Department of Chemical Engineering, National Taiwan University of Science and Technology, Taipei 10607, Taiwan.
Department of Neurosurgery, Taipei Medical University Hospital, Taipei 11031, Taiwan.
Molecules. 2014 Jun 5;19(6):7341-55. doi: 10.3390/molecules19067341.
Glutamate sensors based on the immobilization of glutamate oxidase (GlutOx) were prepared by adsorption on electrodeposited chitosan (Method 1) and by crosslinking with glutaraldehyde (Method 2) on micromachined platinum microelectrodes. It was observed that glutamate sensors prepared by Method 1 have faster response time (<2 s) and lower detection limit (2.5±1.1 μM) compared to that prepared by Method 2 (response time: <5 sec and detection limit: 6.5±1.7 μM); glutamate sensors prepared by Method 2 have a larger linear detection range (20-352 μM) and higher sensitivity (86.8±8.8 nA·μM-1·cm-2, N=12) compared to those prepared by Method 1 (linear detection range: 20-217 μM and sensitivity: 34.9±4.8 nA·μM-1·cm-2, N=8). The applicability of the glutamate sensors in vivo was also demonstrated. The glutamate sensors were implanted into the rat brain to monitor the stress-induced extracellular glutamate release in the hypothalamus of the awake, freely moving rat.
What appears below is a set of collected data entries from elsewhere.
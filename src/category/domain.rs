//! Core category domain types.

use std::fmt::Display;

use serde::{Deserialize, Serialize};

use crate::validation::{Violations, validate};

/// Database identifier for a category.
pub type CategoryId = i64;

/// A validated, non-empty category name.
#[derive(Clone, Debug, PartialEq, Eq, Serialize, Deserialize, Hash)]
pub struct CategoryName(String);

impl CategoryName {
    /// Create a category name from `name` with surrounding whitespace removed.
    ///
    /// # Errors
    ///
    /// This function will return [Violations] for the field `name` if `name` is empty or just
    /// whitespace.
    pub fn new(name: &str) -> Result<Self, Violations> {
        let name = name.trim();
        validate([(!name.is_empty(), "name", "must be provided")])?;

        Ok(Self(name.to_owned()))
    }

    /// Create a category name without validation.
    ///
    /// The caller should ensure that the string is not empty.
    ///
    /// This function has `_unchecked` in the name but is not `unsafe`, because if the non-empty invariant is violated it will cause incorrect behaviour but not affect memory safety.
    pub fn new_unchecked(name: &str) -> Self {
        Self(name.to_owned())
    }
}

impl AsRef<str> for CategoryName {
    fn as_ref(&self) -> &str {
        &self.0
    }
}

impl Display for CategoryName {
    fn fmt(&self, f: &mut std::fmt::Formatter<'_>) -> std::fmt::Result {
        write!(f, "{}", self.0)
    }
}

/// A category for payments, e.g., 'Groceries', 'Eating Out', 'Rent'.
#[derive(Debug, Clone, PartialEq, Eq, Serialize, Deserialize, Hash)]
pub struct Category {
    /// The ID of the category.
    pub id: CategoryId,
    /// The unique name of the category.
    pub name: CategoryName,
}

/// The fields of a category a client may change. Absent fields are left as is.
#[derive(Debug, Default, Clone, PartialEq, Deserialize)]
#[serde(deny_unknown_fields)]
pub struct CategoryPatch {
    /// The new name for the category.
    pub name: Option<String>,
}
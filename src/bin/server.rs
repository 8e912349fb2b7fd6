use std::{net::SocketAddr, process::ExitCode, time::Duration};

use axum::{
    Router,
    extract::{MatchedPath, Request},
};
use axum_server::Handle;
use clap::Parser;
use rusqlite::Connection;
use tower_http::trace::TraceLayer;
use tracing_subscriber::{EnvFilter, layer::SubscriberExt, util::SubscriberInitExt};

use finance_tracker::{AppState, build_router, graceful_shutdown};

/// The REST API server for recording payments and their categories.
#[derive(Parser, Debug)]
#[command(version, about, long_about = None)]
struct Args {
    /// File path to the application SQLite database.
    #[arg(long)]
    db_path: String,

    /// The IP address to bind to.
    #[arg(short, long, default_value = "127.0.0.1")]
    address: String,

    /// The port to serve the API from.
    #[arg(short, long, default_value_t = 4000)]
    port: u16,

    /// How long a single database query may run before it is abandoned.
    #[arg(long, default_value_t = 3)]
    query_timeout_secs: u64,
}

#[tokio::main]
async fn main() -> ExitCode {
    setup_logging();

    let args = Args::parse();

    let addr: SocketAddr = match format!("{}:{}", args.address, args.port).parse() {
        Ok(addr) => addr,
        Err(error) => {
            tracing::error!("Invalid address {}:{}: {error}", args.address, args.port);
            return ExitCode::FAILURE;
        }
    };

    let conn = match Connection::open(&args.db_path) {
        Ok(conn) => conn,
        Err(error) => {
            tracing::error!("Could not open database at {}: {error}", args.db_path);
            return ExitCode::FAILURE;
        }
    };

    let state = match AppState::new(conn, Duration::from_secs(args.query_timeout_secs)) {
        Ok(state) => state,
        Err(error) => {
            tracing::error!("Could not initialize database: {error}");
            return ExitCode::FAILURE;
        }
    };

    let handle = Handle::new();
    tokio::spawn(graceful_shutdown(handle.clone()));

    let router = add_tracing_layer(build_router(state));

    tracing::info!("HTTP server listening on {}", addr);
    if let Err(error) = axum_server::bind(addr)
        .handle(handle)
        .serve(router.into_make_service())
        .await
    {
        tracing::error!("Server stopped with an error: {error}");
        return ExitCode::FAILURE;
    }

    ExitCode::SUCCESS
}

/// Log to stdout, filtered by `RUST_LOG` and falling back to `info`.
fn setup_logging() {
    let filter = EnvFilter::try_from_default_env().unwrap_or_else(|_| EnvFilter::new("info"));

    tracing_subscriber::registry()
        .with(filter)
        .with(tracing_subscriber::fmt::layer().pretty())
        .init();
}

fn add_tracing_layer(router: Router) -> Router {
    let tracing_layer = TraceLayer::new_for_http()
        .make_span_with(|req: &Request| {
            let method = req.method();
            let uri = req.uri();

            let matched_path = req
                .extensions()
                .get::<MatchedPath>()
                .map(|matched_path| matched_path.as_str());

            tracing::debug_span!("request", %method, %uri, matched_path)
        })
        // Errors are logged when they are converted into responses.
        .on_failure(());

    router.layer(tracing_layer)
}
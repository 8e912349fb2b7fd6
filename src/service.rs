//! Coordinates the category and payment stores for each client operation.
//!
//! Store calls are synchronous, so the service runs each one on tokio's
//! blocking pool and gives up on it once the query timeout has passed. A
//! timed out call is reported as [Error::StorageTimeout] and is not retried.
//! Its store is cancelled at the same time, so a late write never lands.

use std::time::Duration;

use crate::{
    Error,
    category::{Category, CategoryId, CategoryName, CategoryPatch, CategoryStore},
    db::{CancelToken, Cancellable},
    payment::{NewPayment, Payment, PaymentDraft, PaymentId, PaymentPatch, PaymentQuery, PaymentStore},
    sort::{PAYMENT_SORT_SAFELIST, ValidatedSort},
    validation::Violations,
};

/// How long a single store call may take before it is abandoned.
pub const DEFAULT_QUERY_TIMEOUT: Duration = Duration::from_secs(3);

/// Creates, reads, updates and deletes payments and categories while keeping
/// every payment linked to an existing category.
#[derive(Debug, Clone)]
pub struct RecordService<C, P> {
    categories: C,
    payments: P,
    query_timeout: Duration,
}

impl<C, P> RecordService<C, P>
where
    C: CategoryStore + Cancellable + Clone + Send + Sync + 'static,
    P: PaymentStore + Cancellable + Clone + Send + Sync + 'static,
{
    /// Create a service that bounds every store call by `query_timeout`.
    pub fn new(categories: C, payments: P, query_timeout: Duration) -> Self {
        Self {
            categories,
            payments,
            query_timeout,
        }
    }

    /// Create a payment, creating its category first if no category has that name yet.
    ///
    /// Nothing is written if `new_payment` fails validation.
    ///
    /// # Errors
    /// Returns [Error::Validation] for invalid input or a storage error.
    pub async fn create_payment(&self, new_payment: NewPayment) -> Result<Payment, Error> {
        new_payment.validate()?;

        let category_name = CategoryName::new_unchecked(new_payment.category_name.trim());
        let category = self.resolve_or_create_category(category_name).await?;

        let draft = PaymentDraft {
            name: new_payment.name,
            payment_type: new_payment.payment_type,
            comment: new_payment.comment,
            category_id: category.id,
            price: new_payment.price,
        };

        let payment = self
            .with_payments(move |store| store.create(&draft))
            .await?;
        tracing::debug!("created payment {} in category {}", payment.id, category.id);

        Ok(payment)
    }

    /// Get a payment by its ID.
    pub async fn get_payment(&self, id: PaymentId) -> Result<Payment, Error> {
        self.with_payments(move |store| store.get(id)).await
    }

    /// List the payments matching `query`, ordered by the sort token `sort`.
    ///
    /// # Errors
    /// Returns [Error::Validation] without querying the store if `sort` is not in
    /// [PAYMENT_SORT_SAFELIST].
    pub async fn list_payments(
        &self,
        query: PaymentQuery,
        sort: &str,
    ) -> Result<Vec<Payment>, Error> {
        let sort = ValidatedSort::validate(sort, PAYMENT_SORT_SAFELIST)?.resolve();

        self.with_payments(move |store| store.get_all(&query, &sort))
            .await
    }

    /// Apply the fields present in `patch` to the payment `id`.
    ///
    /// The payment is fetched, merged and written back in separate store calls.
    /// If it is deleted in between, the write fails with [Error::EditConflict].
    /// Concurrent edits of a payment that still exists are last-writer-wins.
    ///
    /// # Errors
    /// Returns [Error::NotFound] if the payment does not exist,
    /// [Error::Validation] if the merged payment is invalid or `patch` names a
    /// category that does not exist, and [Error::EditConflict] as above.
    pub async fn update_payment(
        &self,
        id: PaymentId,
        patch: PaymentPatch,
    ) -> Result<Payment, Error> {
        let existing = self.get_payment(id).await?;

        // The stored name is authoritative for which category the payment is in.
        let current_category = self
            .category_by_name(existing.category_name.clone())
            .await?;
        let draft = PaymentDraft {
            category_id: current_category.id,
            ..existing.to_draft()
        };

        let requested_category_id = patch.category_id;
        let draft = draft.apply(patch);
        draft.validate()?;

        let category = match requested_category_id {
            Some(category_id) if category_id != current_category.id => {
                self.existing_category(category_id).await?
            }
            _ => current_category,
        };

        let stored_draft = draft.clone();
        self.with_payments(move |store| store.update(id, &stored_draft))
            .await?;
        tracing::debug!("updated payment {id}");

        Ok(Payment {
            id,
            name: draft.name,
            price: draft.price,
            date: existing.date,
            payment_type: draft.payment_type,
            comment: draft.comment,
            category_id: category.id,
            category_name: category.name,
        })
    }

    /// Delete a payment.
    pub async fn delete_payment(&self, id: PaymentId) -> Result<(), Error> {
        self.with_payments(move |store| store.delete(id)).await
    }

    /// Create a category.
    ///
    /// # Errors
    /// Returns [Error::Validation] if `name` is empty, or a storage error if the name is taken.
    pub async fn create_category(&self, name: &str) -> Result<Category, Error> {
        let name = CategoryName::new(name)?;

        self.with_categories(move |store| store.create(name)).await
    }

    /// Get a category by its ID.
    pub async fn get_category(&self, id: CategoryId) -> Result<Category, Error> {
        self.with_categories(move |store| store.get(id)).await
    }

    /// List every category.
    pub async fn list_categories(&self) -> Result<Vec<Category>, Error> {
        self.with_categories(|store| store.get_all()).await
    }

    /// Apply the fields present in `patch` to the category `id`.
    ///
    /// # Errors
    /// Returns [Error::NotFound] if the category does not exist,
    /// [Error::Validation] if the new name is empty and [Error::EditConflict]
    /// if the category was deleted before the write.
    pub async fn update_category(
        &self,
        id: CategoryId,
        patch: CategoryPatch,
    ) -> Result<Category, Error> {
        let existing = self.get_category(id).await?;

        let category = Category {
            id: existing.id,
            name: match patch.name {
                Some(name) => CategoryName::new(&name)?,
                None => existing.name,
            },
        };

        let stored_category = category.clone();
        self.with_categories(move |store| store.update(&stored_category))
            .await?;

        Ok(category)
    }

    /// Delete a category.
    ///
    /// # Errors
    /// Returns [Error::CategoryInUse] if payments still belong to the category.
    pub async fn delete_category(&self, id: CategoryId) -> Result<(), Error> {
        self.with_categories(move |store| store.delete(id)).await
    }

    async fn resolve_or_create_category(&self, name: CategoryName) -> Result<Category, Error> {
        match self.category_by_name(name.clone()).await {
            Ok(category) => Ok(category),
            Err(Error::NotFound) => {
                tracing::debug!("creating category \"{name}\"");
                self.with_categories(move |store| store.create(name)).await
            }
            Err(error) => Err(error),
        }
    }

    async fn category_by_name(&self, name: CategoryName) -> Result<Category, Error> {
        self.with_categories(move |store| store.get_by_name(name.as_ref()))
            .await
    }

    /// Fetch the category a client asked to move a payment to.
    async fn existing_category(&self, id: CategoryId) -> Result<Category, Error> {
        match self.get_category(id).await {
            Err(Error::NotFound) => Err(Violations::single(
                "category_id",
                "must refer to an existing category",
            )
            .into()),
            result => result,
        }
    }

    async fn with_categories<T, F>(&self, operation: F) -> Result<T, Error>
    where
        F: FnOnce(&C) -> Result<T, Error> + Send + 'static,
        T: Send + 'static,
    {
        let cancel = CancelToken::default();
        let store = self.categories.with_cancel_token(cancel.clone());
        self.bounded(cancel, move || operation(&store)).await
    }

    async fn with_payments<T, F>(&self, operation: F) -> Result<T, Error>
    where
        F: FnOnce(&P) -> Result<T, Error> + Send + 'static,
        T: Send + 'static,
    {
        let cancel = CancelToken::default();
        let store = self.payments.with_cancel_token(cancel.clone());
        self.bounded(cancel, move || operation(&store)).await
    }

    /// Run `operation` on the blocking pool and cancel it via `cancel` if it
    /// does not finish within the query timeout.
    async fn bounded<T, F>(&self, cancel: CancelToken, operation: F) -> Result<T, Error>
    where
        F: FnOnce() -> Result<T, Error> + Send + 'static,
        T: Send + 'static,
    {
        let task = tokio::task::spawn_blocking(operation);

        match tokio::time::timeout(self.query_timeout, task).await {
            Ok(Ok(result)) => result,
            Ok(Err(join_error)) => {
                tracing::error!("storage task failed: {join_error}");
                Err(Error::StorageTaskFailed(join_error.to_string()))
            }
            Err(_) => {
                cancel.cancel();
                tracing::error!(
                    "storage operation did not finish within {:?}",
                    self.query_timeout
                );
                Err(Error::StorageTimeout(self.query_timeout))
            }
        }
    }
}
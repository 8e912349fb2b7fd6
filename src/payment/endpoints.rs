//! Route handlers for the payment API.

use axum::{
    Json,
    extract::{
        Path, Query, State,
        rejection::{JsonRejection, PathRejection, QueryRejection},
    },
    http::{StatusCode, header::LOCATION},
    response::{IntoResponse, Response},
};
use serde::Deserialize;
use serde_json::json;

use crate::{
    Error,
    app_state::SQLiteRecordService,
    endpoints::{self, format_endpoint},
    payment::{NewPayment, PaymentId, PaymentPatch, PaymentQuery},
    sort::DEFAULT_SORT,
};

/// The query string accepted when listing payments.
#[derive(Debug, Default, Deserialize)]
#[serde(default)]
pub struct ListPaymentsParams {
    /// Only include payments whose name contains this text.
    pub name: String,
    /// Only include payments in the category with this name.
    pub category_name: String,
    /// The sort token, e.g. `price` or `-date`.
    pub sort: Option<String>,
}

/// Create a payment. Responds with `201 Created` and the payment's location.
pub async fn create_payment_endpoint(
    State(records): State<SQLiteRecordService>,
    body: Result<Json<NewPayment>, JsonRejection>,
) -> Result<Response, Error> {
    let Json(new_payment) = body?;

    let payment = records.create_payment(new_payment).await?;
    let location = format_endpoint(endpoints::PAYMENT, payment.id);

    Ok((
        StatusCode::CREATED,
        [(LOCATION, location)],
        Json(json!({ "payment": payment })),
    )
        .into_response())
}

/// Get a single payment.
pub async fn get_payment_endpoint(
    State(records): State<SQLiteRecordService>,
    payment_id: Result<Path<PaymentId>, PathRejection>,
) -> Result<Response, Error> {
    let Path(payment_id) = payment_id?;

    let payment = records.get_payment(payment_id).await?;

    Ok(Json(json!({ "payment": payment })).into_response())
}

/// List payments, filtered by name and category and ordered by a safelisted sort token.
pub async fn get_payments_endpoint(
    State(records): State<SQLiteRecordService>,
    params: Result<Query<ListPaymentsParams>, QueryRejection>,
) -> Result<Response, Error> {
    let Query(params) = params?;
    let query = PaymentQuery {
        name: params.name,
        category_name: params.category_name,
    };
    let sort = params.sort.unwrap_or_else(|| DEFAULT_SORT.to_owned());

    let payments = records.list_payments(query, &sort).await?;

    Ok(Json(json!({ "payments": payments })).into_response())
}

/// Partially update a payment. Fields missing from the body keep their value.
pub async fn update_payment_endpoint(
    State(records): State<SQLiteRecordService>,
    payment_id: Result<Path<PaymentId>, PathRejection>,
    body: Result<Json<PaymentPatch>, JsonRejection>,
) -> Result<Response, Error> {
    let Path(payment_id) = payment_id?;
    let Json(patch) = body?;

    let payment = records.update_payment(payment_id, patch).await?;

    Ok(Json(json!({ "payment": payment })).into_response())
}

/// Delete a payment.
pub async fn delete_payment_endpoint(
    State(records): State<SQLiteRecordService>,
    payment_id: Result<Path<PaymentId>, PathRejection>,
) -> Result<Response, Error> {
    let Path(payment_id) = payment_id?;

    records.delete_payment(payment_id).await?;
    tracing::info!("deleted payment {payment_id}");

    Ok(Json(json!({ "message": "payment successfully deleted" })).into_response())
}
//! Helpers shared by the unit tests.

#![allow(missing_docs)]

use std::sync::{Arc, Mutex};

use axum::{body::Body, response::Response};
use rusqlite::Connection;
use serde_json::Value;

use crate::db::initialize;

/// Open an in-memory database with every table created.
pub(crate) fn must_create_test_connection() -> Arc<Mutex<Connection>> {
    let connection =
        Connection::open_in_memory().expect("could not create in-memory SQLite database");
    initialize(&connection).expect("could not initialize test DB");

    Arc::new(Mutex::new(connection))
}

/// Read the whole response body and parse it as JSON.
pub(crate) async fn parse_json_body(response: Response<Body>) -> Value {
    let body = axum::body::to_bytes(response.into_body(), usize::MAX)
        .await
        .expect("could not read response body");

    serde_json::from_slice(&body).expect("response body is not valid JSON")
}
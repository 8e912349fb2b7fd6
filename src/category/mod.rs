//! Categories group payments, e.g. 'Food', 'Rent', 'Salary'.

mod domain;
mod endpoints;
mod store;

pub use domain::{Category, CategoryId, CategoryName, CategoryPatch};
pub use endpoints::{
    create_category_endpoint, delete_category_endpoint, get_categories_endpoint,
    get_category_endpoint, update_category_endpoint,
};
pub use store::{CategoryStore, SQLiteCategoryStore, create_category_table};
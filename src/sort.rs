//! Client controlled sorting of list queries.
//!
//! A requested sort token such as `price` or `-date` ends up in the `ORDER BY`
//! clause of a query, so it is only usable once it has been matched against a
//! fixed safelist. [ValidatedSort::validate] is the only way to build a
//! [ValidatedSort], and only a [ValidatedSort] can be resolved into the
//! [CompiledSort] that the stores accept. The column in a [CompiledSort] is
//! always borrowed from the safelist, never from the request.

use crate::validation::Violations;

/// The tokens a client may sort by. Each token may be prefixed with `-` to sort in descending
/// order, and that prefixed token must be listed too.
pub type Safelist = &'static [&'static str];

/// The sort tokens accepted when listing payments.
///
/// The column names match the result column aliases of the payment list query.
pub const PAYMENT_SORT_SAFELIST: Safelist = &[
    "id",
    "name",
    "payment_type",
    "date",
    "category_name",
    "price",
    "-id",
    "-name",
    "-payment_type",
    "-date",
    "-category_name",
    "-price",
];

/// The default sort token for listings.
pub const DEFAULT_SORT: &str = "id";

/// The direction to order rows in.
#[derive(Debug, Clone, Copy, PartialEq, Eq)]
pub enum SortDirection {
    /// Sort in order of increasing value.
    Ascending,
    /// Sort in order of decreasing value.
    Descending,
}

impl SortDirection {
    /// The SQL keyword for the direction.
    pub fn as_sql(self) -> &'static str {
        match self {
            SortDirection::Ascending => "ASC",
            SortDirection::Descending => "DESC",
        }
    }
}

/// A sort token that is known to be in a safelist.
#[derive(Debug, Clone, Copy, PartialEq, Eq)]
pub struct ValidatedSort {
    token: &'static str,
}

impl ValidatedSort {
    /// Check that `requested` is one of the tokens in `safelist`.
    ///
    /// # Errors
    /// Returns [Violations] for the field `sort` if `requested` is not in the safelist.
    pub fn validate(requested: &str, safelist: Safelist) -> Result<Self, Violations> {
        safelist
            .iter()
            .copied()
            .find(|token| *token == requested)
            .map(|token| Self { token })
            .ok_or_else(|| Violations::single("sort", "invalid sort value"))
    }

    /// Split the token into the column to sort by and the sort direction.
    pub fn resolve(self) -> CompiledSort {
        match self.token.strip_prefix('-') {
            Some(column) => CompiledSort {
                column,
                direction: SortDirection::Descending,
            },
            None => CompiledSort {
                column: self.token,
                direction: SortDirection::Ascending,
            },
        }
    }
}

/// A column and direction that are safe to interpolate into a query.
#[derive(Debug, Clone, Copy, PartialEq, Eq)]
pub struct CompiledSort {
    column: &'static str,
    direction: SortDirection,
}

impl CompiledSort {
    /// The `<column> <direction>` part of an `ORDER BY` clause.
    pub fn to_sql(&self) -> String {
        format!("{} {}", self.column, self.direction.as_sql())
    }
}
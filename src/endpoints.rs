//! The API endpoint URIs.
//!
//! For endpoints that take a parameter, e.g., '/api/payments/{payment_id}', use [format_endpoint].

/// Reports whether the server is up.
pub const HEALTHCHECK: &str = "/api/healthcheck";
/// The route to list and create payments.
pub const PAYMENTS: &str = "/api/payments";
/// The route to read, update and delete a single payment.
pub const PAYMENT: &str = "/api/payments/{payment_id}";
/// The route to list and create categories.
pub const CATEGORIES: &str = "/api/categories";
/// The route to read, update and delete a single category.
pub const CATEGORY: &str = "/api/categories/{category_id}";

/// Replace the parameter in `endpoint_path` with `id`.
///
/// A parameter starts with a left brace and ends with the next right brace,
/// for example '{payment_id}' in '/api/payments/{payment_id}'. Only the first
/// parameter is replaced.
///
/// If no parameter is found in `endpoint_path`, the original path is returned.
pub fn format_endpoint(endpoint_path: &str, id: i64) -> String {
    let Some(param_start) = endpoint_path.find('{') else {
        return endpoint_path.to_owned();
    };

    let param_end = endpoint_path[param_start..]
        .find('}')
        .map_or(endpoint_path.len(), |offset| param_start + offset + 1);

    format!(
        "{}{}{}",
        &endpoint_path[..param_start],
        id,
        &endpoint_path[param_end..]
    )
}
基于谷氨酸氧化酶(GlutOx)固定化的谷氨酸传感器通过在微加工铂微电极上吸附(方法 1)和用戊二醛交联(方法 2)来制备。观察到,与方法 2 相比,通过方法 1 制备的谷氨酸传感器具有更快的响应时间(<2 秒)和更低的检测限(2.5±1.1 μM)(响应时间:<5 秒,检测限:6.5±1.7 μM);与方法 1 相比,通过方法 2 制备的谷氨酸传感器具有更大的线性检测范围(20-352 μM)和更高的灵敏度(86.8±8.8 nA·μM-1·cm-2,N=12)(线性检测范围:20-217 μM,灵敏度:34.9±4.8 nA·μM-1·cm-2,N=8)。还证明了谷氨酸传感器在体内的适用性。将谷氨酸传感器植入大鼠大脑中,以监测清醒、自由运动大鼠下丘脑应激诱导的细胞外谷氨酸释放。